Her male employer was the first to catch the virus in April. “He used to go out of the house almost every day. He got it in April and overcame it. In September, he caught COVID again, and transferred it to me and his five year old son. I am being cared for by my lady employer – they are very kind people. She always asks about me and comes and visits me in my room. I am praying to survive this – hopefully some medicine will work to kill the virus inside me. I will be okay and overcome this COVID and will live long,” said Jane, who asked that her real name be withheld.

New infections
Up to 829 people contracted the novel coronavirus (COVID-19) in Kuwait in the past 24 hours, raising the total to 96,301, official spokesman of the Ministry of Health Dr Abdullah Al-Sanad announced yesterday. Meanwhile, five COVID-19 patients died in the same period, raising the total number of fatalities to 568. Dr Sanad, in a statement to the press, said the new batch of infected cases included a number of persons who contracted the virus due to mingling with people sickened with COVID-19, adding that infection circumstances of others were still to be determined.

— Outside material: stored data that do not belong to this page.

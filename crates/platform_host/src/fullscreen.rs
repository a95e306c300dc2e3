//! Fullscreen presentation host-service contracts.
//!
//! Requests are best-effort: hosts may refuse them (missing user activation, unsupported API), and
//! callers are expected to log the error and carry on. The authoritative state always comes from
//! change notifications, never from the request result.

use std::{
    cell::{Cell, RefCell},
    future::Future,
    pin::Pin,
    rc::Rc,
};

/// Object-safe boxed future used by [`FullscreenService`].
pub type FullscreenFuture<'a, T> = Pin<Box<dyn Future<Output = T> + 'a>>;

/// Callback invoked with the new fullscreen state after every change.
pub type FullscreenChangeHandler = Rc<dyn Fn(bool)>;

/// Host service for entering and leaving fullscreen presentation.
pub trait FullscreenService {
    /// Asks the host to present the document fullscreen.
    fn request_fullscreen<'a>(&'a self) -> FullscreenFuture<'a, Result<(), String>>;

    /// Asks the host to leave fullscreen presentation.
    fn exit_fullscreen<'a>(&'a self) -> FullscreenFuture<'a, Result<(), String>>;

    /// Returns whether the document is currently fullscreen.
    fn is_fullscreen(&self) -> bool;

    /// Registers `handler` for fullscreen changes for the lifetime of the page.
    fn on_change(&self, handler: FullscreenChangeHandler) -> Result<(), String>;
}

#[derive(Debug, Clone, Copy, Default)]
/// Fullscreen service for hosts without a fullscreen API. Requests succeed and change nothing.
pub struct NoopFullscreenService;

impl FullscreenService for NoopFullscreenService {
    fn request_fullscreen<'a>(&'a self) -> FullscreenFuture<'a, Result<(), String>> {
        Box::pin(async { Ok(()) })
    }

    fn exit_fullscreen<'a>(&'a self) -> FullscreenFuture<'a, Result<(), String>> {
        Box::pin(async { Ok(()) })
    }

    fn is_fullscreen(&self) -> bool {
        false
    }

    fn on_change(&self, _handler: FullscreenChangeHandler) -> Result<(), String> {
        Ok(())
    }
}

#[derive(Default)]
/// In-memory fullscreen state that notifies handlers synchronously.
pub struct MemoryFullscreenService {
    active: Cell<bool>,
    handlers: RefCell<Vec<FullscreenChangeHandler>>,
}

impl MemoryFullscreenService {
    fn set_active(&self, active: bool) {
        if self.active.replace(active) == active {
            return;
        }
        let handlers = self.handlers.borrow().clone();
        for handler in handlers {
            handler(active);
        }
    }
}

impl FullscreenService for MemoryFullscreenService {
    fn request_fullscreen<'a>(&'a self) -> FullscreenFuture<'a, Result<(), String>> {
        Box::pin(async move {
            self.set_active(true);
            Ok(())
        })
    }

    fn exit_fullscreen<'a>(&'a self) -> FullscreenFuture<'a, Result<(), String>> {
        Box::pin(async move {
            self.set_active(false);
            Ok(())
        })
    }

    fn is_fullscreen(&self) -> bool {
        self.active.get()
    }

    fn on_change(&self, handler: FullscreenChangeHandler) -> Result<(), String> {
        self.handlers.borrow_mut().push(handler);
        Ok(())
    }
}

#[cfg(test)]
mod tests {
    use futures::executor::block_on;
    use pretty_assertions::assert_eq;

    use super::*;

    #[test]
    fn memory_service_reports_each_change_once() {
        let service = MemoryFullscreenService::default();
        let seen = Rc::new(RefCell::new(Vec::new()));
        let sink = seen.clone();
        service
            .on_change(Rc::new(move |active| sink.borrow_mut().push(active)))
            .expect("subscribe");

        block_on(service.request_fullscreen()).expect("request");
        block_on(service.request_fullscreen()).expect("request again");
        assert!(service.is_fullscreen());
        block_on(service.exit_fullscreen()).expect("exit");

        assert_eq!(*seen.borrow(), vec![true, false]);
        assert!(!service.is_fullscreen());
    }

    #[test]
    fn noop_service_never_enters_fullscreen() {
        block_on(NoopFullscreenService.request_fullscreen()).expect("request");
        assert!(!NoopFullscreenService.is_fullscreen());
    }
}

The number of ailed people that continue to receive intensive medical care has amounted to 84, Dr Sanad said, noting that the whole count of proven cases that remain under treatment has reached 9,514. Medical staff conducted, during the past 24 hours, up to 4,534 swab tests, he said, putting the tally of such examinations, so far, at 684,204. The health ministry declared earlier that 718 of COVID-19 patients recovered during the same period, and revealed that the total figure of the recuperated stood at 86,219. Dr Al-Sanad appealed upon the public to remain vigilant and continue to heed the calls for protective measures against the highly contagious pathogen.